» **WORK INSTRUCTION**: Examine each line of the data. Copy those that contain the string "SyncError".
-------- DATA FOR THIS TASK --------
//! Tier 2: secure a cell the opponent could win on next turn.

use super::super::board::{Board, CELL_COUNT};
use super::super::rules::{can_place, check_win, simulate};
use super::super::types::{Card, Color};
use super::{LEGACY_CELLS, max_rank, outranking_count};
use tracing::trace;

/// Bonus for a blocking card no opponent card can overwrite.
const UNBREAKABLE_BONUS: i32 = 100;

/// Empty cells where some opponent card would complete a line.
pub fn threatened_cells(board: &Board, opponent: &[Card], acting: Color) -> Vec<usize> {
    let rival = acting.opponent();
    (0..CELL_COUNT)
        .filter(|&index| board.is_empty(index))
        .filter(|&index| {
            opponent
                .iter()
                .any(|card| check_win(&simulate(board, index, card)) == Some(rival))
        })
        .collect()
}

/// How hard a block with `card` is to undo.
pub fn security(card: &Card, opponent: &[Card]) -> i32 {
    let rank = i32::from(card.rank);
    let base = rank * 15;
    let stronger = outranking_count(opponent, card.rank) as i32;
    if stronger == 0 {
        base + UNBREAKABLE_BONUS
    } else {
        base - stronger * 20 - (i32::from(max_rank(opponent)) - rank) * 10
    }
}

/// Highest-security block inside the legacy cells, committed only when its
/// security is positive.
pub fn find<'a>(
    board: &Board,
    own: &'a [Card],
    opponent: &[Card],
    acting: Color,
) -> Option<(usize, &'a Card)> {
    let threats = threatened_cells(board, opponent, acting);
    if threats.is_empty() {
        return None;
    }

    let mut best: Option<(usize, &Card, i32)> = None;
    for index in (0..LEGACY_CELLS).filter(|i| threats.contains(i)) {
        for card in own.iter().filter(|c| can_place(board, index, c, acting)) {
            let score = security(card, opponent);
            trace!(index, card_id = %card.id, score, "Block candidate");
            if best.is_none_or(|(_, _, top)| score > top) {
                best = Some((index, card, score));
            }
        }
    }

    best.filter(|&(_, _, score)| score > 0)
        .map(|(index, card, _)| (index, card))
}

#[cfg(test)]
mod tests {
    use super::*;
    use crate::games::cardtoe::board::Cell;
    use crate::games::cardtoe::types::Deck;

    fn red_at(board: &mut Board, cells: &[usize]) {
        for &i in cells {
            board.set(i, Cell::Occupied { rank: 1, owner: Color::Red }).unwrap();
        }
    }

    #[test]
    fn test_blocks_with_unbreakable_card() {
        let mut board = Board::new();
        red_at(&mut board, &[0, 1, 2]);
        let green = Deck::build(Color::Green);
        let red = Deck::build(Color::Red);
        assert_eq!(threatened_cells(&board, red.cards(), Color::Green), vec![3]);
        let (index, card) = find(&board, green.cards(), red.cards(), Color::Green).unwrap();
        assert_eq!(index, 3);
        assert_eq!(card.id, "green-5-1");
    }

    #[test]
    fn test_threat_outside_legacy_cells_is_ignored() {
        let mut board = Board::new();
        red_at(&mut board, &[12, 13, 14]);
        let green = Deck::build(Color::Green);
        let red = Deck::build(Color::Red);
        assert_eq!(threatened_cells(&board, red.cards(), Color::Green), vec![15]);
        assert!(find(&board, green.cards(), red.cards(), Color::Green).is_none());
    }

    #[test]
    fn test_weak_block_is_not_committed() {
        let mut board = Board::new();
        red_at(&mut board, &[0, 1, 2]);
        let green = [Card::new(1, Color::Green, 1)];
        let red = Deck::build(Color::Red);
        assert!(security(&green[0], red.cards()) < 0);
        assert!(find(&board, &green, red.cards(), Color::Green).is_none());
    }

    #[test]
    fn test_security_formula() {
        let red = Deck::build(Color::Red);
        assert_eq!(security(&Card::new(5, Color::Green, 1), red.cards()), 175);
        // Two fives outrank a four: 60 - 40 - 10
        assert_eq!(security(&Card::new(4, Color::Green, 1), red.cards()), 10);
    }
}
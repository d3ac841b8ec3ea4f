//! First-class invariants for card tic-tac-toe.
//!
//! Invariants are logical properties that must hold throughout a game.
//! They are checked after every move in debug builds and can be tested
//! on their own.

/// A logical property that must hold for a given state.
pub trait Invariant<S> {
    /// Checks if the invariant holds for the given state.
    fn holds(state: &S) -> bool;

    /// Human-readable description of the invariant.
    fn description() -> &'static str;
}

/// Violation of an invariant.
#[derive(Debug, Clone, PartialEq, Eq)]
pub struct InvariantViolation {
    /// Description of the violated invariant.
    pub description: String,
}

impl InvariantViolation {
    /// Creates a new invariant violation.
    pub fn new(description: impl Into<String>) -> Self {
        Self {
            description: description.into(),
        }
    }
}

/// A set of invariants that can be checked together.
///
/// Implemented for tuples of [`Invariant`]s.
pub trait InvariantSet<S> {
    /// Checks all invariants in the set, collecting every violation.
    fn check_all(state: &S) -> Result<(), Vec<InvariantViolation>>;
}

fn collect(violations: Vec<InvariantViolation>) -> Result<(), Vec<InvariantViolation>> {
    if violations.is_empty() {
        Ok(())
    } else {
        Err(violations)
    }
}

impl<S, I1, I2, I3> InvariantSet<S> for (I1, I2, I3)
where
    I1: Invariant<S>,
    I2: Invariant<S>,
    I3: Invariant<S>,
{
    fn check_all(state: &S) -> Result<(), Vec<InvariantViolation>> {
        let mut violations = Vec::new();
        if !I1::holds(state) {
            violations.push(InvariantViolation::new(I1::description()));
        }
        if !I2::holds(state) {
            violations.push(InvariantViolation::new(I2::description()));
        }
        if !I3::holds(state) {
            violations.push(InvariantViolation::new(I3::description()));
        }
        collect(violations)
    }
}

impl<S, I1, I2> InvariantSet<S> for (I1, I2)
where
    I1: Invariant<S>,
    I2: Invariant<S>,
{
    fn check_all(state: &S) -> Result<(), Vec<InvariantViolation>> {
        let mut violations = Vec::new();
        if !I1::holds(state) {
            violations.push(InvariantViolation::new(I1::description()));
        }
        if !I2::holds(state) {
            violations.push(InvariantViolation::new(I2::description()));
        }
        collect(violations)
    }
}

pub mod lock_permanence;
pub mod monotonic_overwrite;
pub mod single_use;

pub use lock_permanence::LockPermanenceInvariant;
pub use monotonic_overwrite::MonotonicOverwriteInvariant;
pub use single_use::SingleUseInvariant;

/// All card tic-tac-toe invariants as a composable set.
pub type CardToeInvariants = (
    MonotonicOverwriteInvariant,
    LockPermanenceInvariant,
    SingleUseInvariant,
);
--------
-------- DATA FOR THIS TASK --------
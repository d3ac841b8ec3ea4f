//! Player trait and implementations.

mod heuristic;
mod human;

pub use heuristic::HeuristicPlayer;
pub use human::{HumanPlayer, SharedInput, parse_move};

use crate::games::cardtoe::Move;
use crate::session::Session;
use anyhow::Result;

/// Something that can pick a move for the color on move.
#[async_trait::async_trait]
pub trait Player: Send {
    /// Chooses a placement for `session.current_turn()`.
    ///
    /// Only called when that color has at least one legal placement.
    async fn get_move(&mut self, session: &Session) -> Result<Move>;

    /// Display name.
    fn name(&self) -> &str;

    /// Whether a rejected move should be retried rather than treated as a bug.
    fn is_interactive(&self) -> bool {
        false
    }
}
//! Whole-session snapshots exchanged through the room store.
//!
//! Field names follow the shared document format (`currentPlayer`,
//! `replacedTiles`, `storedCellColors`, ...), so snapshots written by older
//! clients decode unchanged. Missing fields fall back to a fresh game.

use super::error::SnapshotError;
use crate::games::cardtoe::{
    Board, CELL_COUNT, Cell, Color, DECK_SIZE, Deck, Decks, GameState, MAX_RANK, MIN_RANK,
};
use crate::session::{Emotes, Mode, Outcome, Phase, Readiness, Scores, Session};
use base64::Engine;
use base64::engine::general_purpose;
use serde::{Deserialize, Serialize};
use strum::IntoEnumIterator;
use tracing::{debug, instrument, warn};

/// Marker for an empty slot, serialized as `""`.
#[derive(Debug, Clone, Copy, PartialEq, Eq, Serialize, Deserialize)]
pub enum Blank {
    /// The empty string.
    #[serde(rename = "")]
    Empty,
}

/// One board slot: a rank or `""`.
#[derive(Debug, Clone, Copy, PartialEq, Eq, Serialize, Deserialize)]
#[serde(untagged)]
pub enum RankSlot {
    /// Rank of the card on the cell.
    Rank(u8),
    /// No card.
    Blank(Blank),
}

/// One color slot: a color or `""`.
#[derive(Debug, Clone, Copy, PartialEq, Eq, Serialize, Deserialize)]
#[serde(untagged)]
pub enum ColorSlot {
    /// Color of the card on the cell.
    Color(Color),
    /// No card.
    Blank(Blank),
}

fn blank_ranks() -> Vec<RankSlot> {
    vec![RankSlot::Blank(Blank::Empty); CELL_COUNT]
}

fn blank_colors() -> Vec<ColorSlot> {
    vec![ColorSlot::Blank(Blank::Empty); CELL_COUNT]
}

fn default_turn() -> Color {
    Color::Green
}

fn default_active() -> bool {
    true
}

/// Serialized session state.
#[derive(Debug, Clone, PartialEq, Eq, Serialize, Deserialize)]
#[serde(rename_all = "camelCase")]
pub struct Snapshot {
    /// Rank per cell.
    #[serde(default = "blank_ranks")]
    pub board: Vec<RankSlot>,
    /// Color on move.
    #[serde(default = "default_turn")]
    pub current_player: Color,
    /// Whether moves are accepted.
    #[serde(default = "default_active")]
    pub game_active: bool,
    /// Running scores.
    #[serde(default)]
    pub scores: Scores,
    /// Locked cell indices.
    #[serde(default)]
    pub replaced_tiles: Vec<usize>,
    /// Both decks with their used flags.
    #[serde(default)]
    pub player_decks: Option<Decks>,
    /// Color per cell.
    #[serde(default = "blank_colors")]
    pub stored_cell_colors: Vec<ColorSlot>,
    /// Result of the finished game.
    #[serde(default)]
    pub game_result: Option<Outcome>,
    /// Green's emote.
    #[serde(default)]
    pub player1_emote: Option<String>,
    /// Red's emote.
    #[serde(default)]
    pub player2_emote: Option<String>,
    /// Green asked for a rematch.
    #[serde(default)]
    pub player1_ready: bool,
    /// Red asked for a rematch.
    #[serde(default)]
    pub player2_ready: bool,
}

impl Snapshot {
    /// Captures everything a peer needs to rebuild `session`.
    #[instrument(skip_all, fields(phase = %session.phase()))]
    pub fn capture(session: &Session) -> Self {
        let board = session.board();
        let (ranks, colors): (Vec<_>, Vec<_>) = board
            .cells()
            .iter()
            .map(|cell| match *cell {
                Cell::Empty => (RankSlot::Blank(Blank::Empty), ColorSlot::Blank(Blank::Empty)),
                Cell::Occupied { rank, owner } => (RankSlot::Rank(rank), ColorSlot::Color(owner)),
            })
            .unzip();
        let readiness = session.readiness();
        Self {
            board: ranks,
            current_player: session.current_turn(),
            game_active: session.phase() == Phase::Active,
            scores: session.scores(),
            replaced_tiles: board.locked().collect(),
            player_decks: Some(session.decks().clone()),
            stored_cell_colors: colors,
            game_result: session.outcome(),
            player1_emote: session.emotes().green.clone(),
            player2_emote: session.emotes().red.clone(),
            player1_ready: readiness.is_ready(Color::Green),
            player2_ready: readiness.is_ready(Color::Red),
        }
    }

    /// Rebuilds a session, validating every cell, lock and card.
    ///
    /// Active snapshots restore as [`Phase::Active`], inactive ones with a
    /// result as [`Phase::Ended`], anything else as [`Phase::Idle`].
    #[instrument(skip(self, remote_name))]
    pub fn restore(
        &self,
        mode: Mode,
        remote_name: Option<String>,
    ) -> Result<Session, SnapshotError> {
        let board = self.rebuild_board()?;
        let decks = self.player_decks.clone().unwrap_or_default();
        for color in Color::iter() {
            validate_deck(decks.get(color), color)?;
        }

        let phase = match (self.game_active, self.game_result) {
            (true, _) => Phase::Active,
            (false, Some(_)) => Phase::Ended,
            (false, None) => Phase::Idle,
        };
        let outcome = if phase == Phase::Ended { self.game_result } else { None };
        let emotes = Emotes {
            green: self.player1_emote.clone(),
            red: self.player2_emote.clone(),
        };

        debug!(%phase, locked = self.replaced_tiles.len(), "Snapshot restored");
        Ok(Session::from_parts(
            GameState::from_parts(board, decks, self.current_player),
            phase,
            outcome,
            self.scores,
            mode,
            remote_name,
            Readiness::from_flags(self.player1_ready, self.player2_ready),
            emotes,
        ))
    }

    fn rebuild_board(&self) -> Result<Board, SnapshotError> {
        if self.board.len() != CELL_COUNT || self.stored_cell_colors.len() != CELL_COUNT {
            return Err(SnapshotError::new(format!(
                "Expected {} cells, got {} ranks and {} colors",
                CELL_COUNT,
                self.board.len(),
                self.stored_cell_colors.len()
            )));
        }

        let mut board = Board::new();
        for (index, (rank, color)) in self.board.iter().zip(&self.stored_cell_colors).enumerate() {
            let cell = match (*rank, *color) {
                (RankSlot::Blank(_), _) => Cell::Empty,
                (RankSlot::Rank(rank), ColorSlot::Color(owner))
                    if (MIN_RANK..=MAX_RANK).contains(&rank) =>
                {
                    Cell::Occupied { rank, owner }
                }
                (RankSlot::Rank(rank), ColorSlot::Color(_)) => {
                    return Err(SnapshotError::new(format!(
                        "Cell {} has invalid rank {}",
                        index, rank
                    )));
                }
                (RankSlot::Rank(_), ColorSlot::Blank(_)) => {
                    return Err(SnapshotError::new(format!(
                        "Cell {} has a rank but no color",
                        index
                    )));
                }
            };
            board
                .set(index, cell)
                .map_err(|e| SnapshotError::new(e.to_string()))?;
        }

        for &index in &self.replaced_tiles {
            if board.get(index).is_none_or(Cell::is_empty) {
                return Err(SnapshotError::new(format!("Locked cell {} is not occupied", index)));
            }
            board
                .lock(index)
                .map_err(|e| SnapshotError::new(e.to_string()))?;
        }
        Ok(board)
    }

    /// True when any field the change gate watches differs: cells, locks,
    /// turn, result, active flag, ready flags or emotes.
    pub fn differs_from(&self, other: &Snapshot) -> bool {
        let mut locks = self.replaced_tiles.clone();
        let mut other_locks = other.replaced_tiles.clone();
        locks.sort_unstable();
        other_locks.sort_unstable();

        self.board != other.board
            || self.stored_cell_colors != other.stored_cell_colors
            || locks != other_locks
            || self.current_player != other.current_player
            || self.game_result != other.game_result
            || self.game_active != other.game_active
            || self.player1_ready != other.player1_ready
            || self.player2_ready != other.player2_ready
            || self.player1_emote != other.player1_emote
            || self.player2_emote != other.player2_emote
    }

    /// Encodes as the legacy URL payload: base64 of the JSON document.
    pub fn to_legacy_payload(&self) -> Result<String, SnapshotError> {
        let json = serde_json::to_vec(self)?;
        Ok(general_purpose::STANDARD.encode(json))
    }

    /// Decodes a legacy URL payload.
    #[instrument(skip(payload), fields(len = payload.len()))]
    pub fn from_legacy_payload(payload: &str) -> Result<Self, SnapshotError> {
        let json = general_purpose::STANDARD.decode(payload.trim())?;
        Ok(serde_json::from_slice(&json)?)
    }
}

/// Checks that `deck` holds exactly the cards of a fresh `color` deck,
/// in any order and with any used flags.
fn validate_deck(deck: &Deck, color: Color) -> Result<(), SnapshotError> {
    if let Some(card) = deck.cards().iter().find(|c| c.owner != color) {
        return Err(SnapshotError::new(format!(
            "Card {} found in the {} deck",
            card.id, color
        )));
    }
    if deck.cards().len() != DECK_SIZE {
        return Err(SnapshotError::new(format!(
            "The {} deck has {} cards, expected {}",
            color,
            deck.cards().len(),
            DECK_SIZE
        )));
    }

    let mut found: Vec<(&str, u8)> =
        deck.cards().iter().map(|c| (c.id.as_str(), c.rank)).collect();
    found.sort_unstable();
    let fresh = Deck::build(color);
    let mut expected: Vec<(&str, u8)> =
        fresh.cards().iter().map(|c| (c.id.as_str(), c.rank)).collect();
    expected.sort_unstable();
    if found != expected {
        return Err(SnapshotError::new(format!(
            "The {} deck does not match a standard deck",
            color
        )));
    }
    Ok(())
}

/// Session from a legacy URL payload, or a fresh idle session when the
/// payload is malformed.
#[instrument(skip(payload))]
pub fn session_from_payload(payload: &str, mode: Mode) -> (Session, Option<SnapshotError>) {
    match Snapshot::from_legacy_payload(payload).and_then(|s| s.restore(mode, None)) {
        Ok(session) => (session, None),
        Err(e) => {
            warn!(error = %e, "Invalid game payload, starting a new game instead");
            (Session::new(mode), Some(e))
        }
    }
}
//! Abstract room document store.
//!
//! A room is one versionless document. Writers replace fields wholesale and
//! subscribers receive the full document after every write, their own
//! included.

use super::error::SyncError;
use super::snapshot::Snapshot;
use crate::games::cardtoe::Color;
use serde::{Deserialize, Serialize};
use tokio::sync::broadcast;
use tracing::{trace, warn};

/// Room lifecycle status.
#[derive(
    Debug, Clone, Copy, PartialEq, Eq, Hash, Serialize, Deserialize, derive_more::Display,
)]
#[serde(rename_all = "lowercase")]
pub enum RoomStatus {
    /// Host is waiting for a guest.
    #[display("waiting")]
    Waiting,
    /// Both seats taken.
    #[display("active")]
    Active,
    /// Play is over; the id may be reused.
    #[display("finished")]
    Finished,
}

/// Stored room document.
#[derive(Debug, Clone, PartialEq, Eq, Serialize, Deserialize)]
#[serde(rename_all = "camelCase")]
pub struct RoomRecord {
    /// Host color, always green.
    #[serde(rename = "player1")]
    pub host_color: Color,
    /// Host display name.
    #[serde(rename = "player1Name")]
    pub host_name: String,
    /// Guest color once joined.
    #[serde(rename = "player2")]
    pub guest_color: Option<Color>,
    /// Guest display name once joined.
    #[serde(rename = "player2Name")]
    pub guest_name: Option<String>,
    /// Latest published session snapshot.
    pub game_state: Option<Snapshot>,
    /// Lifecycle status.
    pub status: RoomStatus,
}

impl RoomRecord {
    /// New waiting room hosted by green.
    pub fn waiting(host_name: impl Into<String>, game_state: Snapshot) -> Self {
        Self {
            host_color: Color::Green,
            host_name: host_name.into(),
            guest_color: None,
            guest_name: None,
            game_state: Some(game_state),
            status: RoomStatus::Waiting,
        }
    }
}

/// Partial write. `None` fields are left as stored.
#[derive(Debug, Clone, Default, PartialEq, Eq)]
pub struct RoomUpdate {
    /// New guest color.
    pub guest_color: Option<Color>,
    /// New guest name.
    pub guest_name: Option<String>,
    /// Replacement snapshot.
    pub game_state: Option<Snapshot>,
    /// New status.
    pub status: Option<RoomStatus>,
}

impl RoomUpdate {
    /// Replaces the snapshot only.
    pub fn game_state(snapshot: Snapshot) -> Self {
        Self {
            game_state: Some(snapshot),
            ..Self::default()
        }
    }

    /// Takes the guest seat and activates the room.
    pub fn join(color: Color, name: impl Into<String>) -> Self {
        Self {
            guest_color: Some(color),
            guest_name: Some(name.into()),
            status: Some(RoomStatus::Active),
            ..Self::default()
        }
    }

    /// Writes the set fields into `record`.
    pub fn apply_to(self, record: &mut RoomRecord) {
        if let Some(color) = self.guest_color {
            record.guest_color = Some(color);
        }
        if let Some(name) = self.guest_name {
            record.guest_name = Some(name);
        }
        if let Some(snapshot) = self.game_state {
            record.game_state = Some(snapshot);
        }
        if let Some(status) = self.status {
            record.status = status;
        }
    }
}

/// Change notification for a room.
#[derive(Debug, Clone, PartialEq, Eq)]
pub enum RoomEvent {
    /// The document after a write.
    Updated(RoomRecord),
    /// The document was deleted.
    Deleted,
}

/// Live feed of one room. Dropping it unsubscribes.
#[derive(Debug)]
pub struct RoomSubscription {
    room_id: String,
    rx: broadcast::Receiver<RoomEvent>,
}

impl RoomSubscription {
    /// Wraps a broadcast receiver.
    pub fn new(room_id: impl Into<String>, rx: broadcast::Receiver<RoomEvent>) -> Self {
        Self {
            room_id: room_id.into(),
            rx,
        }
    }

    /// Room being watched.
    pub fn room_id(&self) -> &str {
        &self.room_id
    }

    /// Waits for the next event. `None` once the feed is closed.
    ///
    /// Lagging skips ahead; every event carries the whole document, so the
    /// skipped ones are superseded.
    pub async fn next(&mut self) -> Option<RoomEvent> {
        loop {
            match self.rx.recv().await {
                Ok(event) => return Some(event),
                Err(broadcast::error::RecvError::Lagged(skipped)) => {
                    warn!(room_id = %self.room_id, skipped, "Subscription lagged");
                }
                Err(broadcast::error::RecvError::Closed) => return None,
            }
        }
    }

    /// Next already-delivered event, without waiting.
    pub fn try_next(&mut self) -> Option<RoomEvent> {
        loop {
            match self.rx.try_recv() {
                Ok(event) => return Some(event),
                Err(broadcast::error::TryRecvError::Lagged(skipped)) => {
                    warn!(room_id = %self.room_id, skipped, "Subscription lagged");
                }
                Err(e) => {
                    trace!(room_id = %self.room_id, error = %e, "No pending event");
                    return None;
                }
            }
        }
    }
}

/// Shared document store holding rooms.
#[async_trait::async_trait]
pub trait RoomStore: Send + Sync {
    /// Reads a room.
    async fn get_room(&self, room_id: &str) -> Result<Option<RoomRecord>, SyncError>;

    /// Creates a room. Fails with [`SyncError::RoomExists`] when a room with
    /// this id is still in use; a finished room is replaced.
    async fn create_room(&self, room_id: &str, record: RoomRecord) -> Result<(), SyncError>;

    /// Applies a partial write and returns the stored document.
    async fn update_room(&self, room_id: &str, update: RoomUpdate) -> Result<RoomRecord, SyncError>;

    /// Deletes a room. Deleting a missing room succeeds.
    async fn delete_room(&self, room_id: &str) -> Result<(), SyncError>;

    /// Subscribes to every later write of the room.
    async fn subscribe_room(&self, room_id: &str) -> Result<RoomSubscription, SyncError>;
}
--------
» **REPLY**:
use super::error::SyncError;
    async fn get_room(&self, room_id: &str) -> Result<Option<RoomRecord>, SyncError>;
    /// Creates a room. Fails with [`SyncError::RoomExists`] when a room with
    async fn create_room(&self, room_id: &str, record: RoomRecord) -> Result<(), SyncError>;
    async fn update_room(&self, room_id: &str, update: RoomUpdate) -> Result<RoomRecord, SyncError>;
    async fn delete_room(&self, room_id: &str) -> Result<(), SyncError>;
    async fn subscribe_room(&self, room_id: &str) -> Result<RoomSubscription, SyncError>;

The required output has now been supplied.